All this sounds like the story of the real person Gandhi and, indeed, I do not know the difference. The movie’s very clear objective is to tell the story of Mahatma Gandhi and gives the impression of telling the objective truth. One should always be suspicious of that, but I am not in a position to tell the real and the fictious Gandhi apart. I suppose it speaks to the credit of the movie that it feels real.

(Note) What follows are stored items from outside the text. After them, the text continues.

//! Parses a task's markdown body into title / description / acceptance
//! criteria / worklog (spec §6, "Task body").

use super::model::AcceptanceItem;

pub struct ParsedBody {
    pub title: String,
    pub description: String,
    pub acceptance_criteria: Vec<AcceptanceItem>,
    pub worklog: Vec<String>,
}

/// Parse a task body of the form:
///
/// ```text
/// # Title
///
/// Description paragraph(s).
///
/// ## Acceptance Criteria
/// - [ ] item one
/// - [x] item two
///
/// ## Worklog
/// - entry one
/// - entry two
/// ```
pub fn parse_body(body: &str) -> ParsedBody {
    let mut title = String::new();
    let mut description_lines = Vec::new();
    let mut acceptance_criteria = Vec::new();
    let mut worklog = Vec::new();

    #[derive(PartialEq)]
    enum Section {
        BeforeTitle,
        Description,
        Acceptance,
        Worklog,
        Other,
    }
    let mut section = Section::BeforeTitle;

    for line in body.lines() {
        let trimmed = line.trim_end();
        if let Some(rest) = trimmed.strip_prefix("# ") {
            if section == Section::BeforeTitle && title.is_empty() {
                title = rest.trim().to_string();
                section = Section::Description;
                continue;
            }
        }
        if let Some(rest) = trimmed.trim_start().strip_prefix("## ") {
            let heading = rest.trim().to_ascii_lowercase();
            section = if heading == "acceptance criteria" {
                Section::Acceptance
            } else if heading == "worklog" {
                Section::Worklog
            } else {
                Section::Other
            };
            continue;
        }

        match section {
            Section::Description => {
                description_lines.push(trimmed.to_string());
            }
            Section::Acceptance => {
                if let Some(item) = parse_checkbox_line(trimmed) {
                    acceptance_criteria.push(item);
                }
            }
            Section::Worklog => {
                if let Some(entry) = trimmed.trim_start().strip_prefix("- ") {
                    worklog.push(entry.to_string());
                }
            }
            Section::BeforeTitle | Section::Other => {}
        }
    }

    let description = description_lines
        .into_iter()
        .collect::<Vec<_>>()
        .join("\n")
        .trim()
        .to_string();

    ParsedBody {
        title,
        description,
        acceptance_criteria,
        worklog,
    }
}

fn parse_checkbox_line(line: &str) -> Option<AcceptanceItem> {
    let line = line.trim_start();
    let rest = line.strip_prefix("- [")?;
    let (mark, rest) = rest.split_at(1);
    let rest = rest.strip_prefix("] ")?;
    let checked = match mark {
        "x" | "X" => true,
        " " => false,
        _ => return None,
    };
    Some(AcceptanceItem {
        text: rest.trim().to_string(),
        checked,
    })
}

#[cfg(test)]
mod tests {
    use super::*;

    #[test]
    fn parses_full_body() {
        let body = "\
# Add retry logic

This adds exponential backoff to the HTTP client.

## Acceptance Criteria
- [ ] retries 3 times
- [x] logs each attempt

## Worklog
- started investigating
- wrote first pass
";
        let parsed = parse_body(body);
        assert_eq!(parsed.title, "Add retry logic");
        assert_eq!(
            parsed.description,
            "This adds exponential backoff to the HTTP client."
        );
        assert_eq!(parsed.acceptance_criteria.len(), 2);
        assert!(!parsed.acceptance_criteria[0].checked);
        assert!(parsed.acceptance_criteria[1].checked);
        assert_eq!(parsed.worklog, vec!["started investigating", "wrote first pass"]);
    }

    #[test]
    fn missing_sections_default_empty() {
        let parsed = parse_body("# Just a title\n\nJust a description.\n");
        assert_eq!(parsed.title, "Just a title");
        assert!(parsed.acceptance_criteria.is_empty());
        assert!(parsed.worklog.is_empty());
    }
}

It truly is an amazing story and even covering the highlights of it requires a long movie, but, surprisingly, “Gandhi” never overstays its welcome. It stays long enough on each episode to round it off and never falls into the trap of repetition, even if Gandhi with remarkable consistency follows the same policy that he developed in South Africa. It is difficult not to feel anger at the wanton cruelty of the British in both South Africa and in India, the massacre of Amritsar was particularly difficult to watch, but even the British are not portrayed with utter contempt. Rather, they seem bemused or even confused at what they are facing in Gandhi. So am I, actually, as a viewer. My cynical common sense tells me that Gandhi’s nonviolence and non-corporation and especially his inclusiveness should be all too easy to trample and pick apart, yet it works against the British.

So much more sad is it that it did not work against the religious tension among the Indians themselves. Against that sort of madness even Gandhi fights in vain.

“Gandhi” features a remarkable roster of actors and actresses. Foremost Ben Kingsley in the role of his life. I think for my generation, Mahatma Gandhi simply looks like Ben Kingsley. In supporting roles, we have everything British and Indian cinema could field at the time plus a few Hollywood A-listers. I even saw Daniel Day-Lewis far down on the list. The Indian top leaders were really remarkably portrayed. Roshan Seth, Saeed Jaffrey and Alyque Padamsee really look like the real Nehru, Patel and Jinnah.

“Gandi” cleaned the table at the Academy Awards, taking eight statues, including three of the big ones. Gandhi is an extremely ambitious movie, like Gandhi’s politics by all rights it should not work, but it does, it flies. Highly recommended.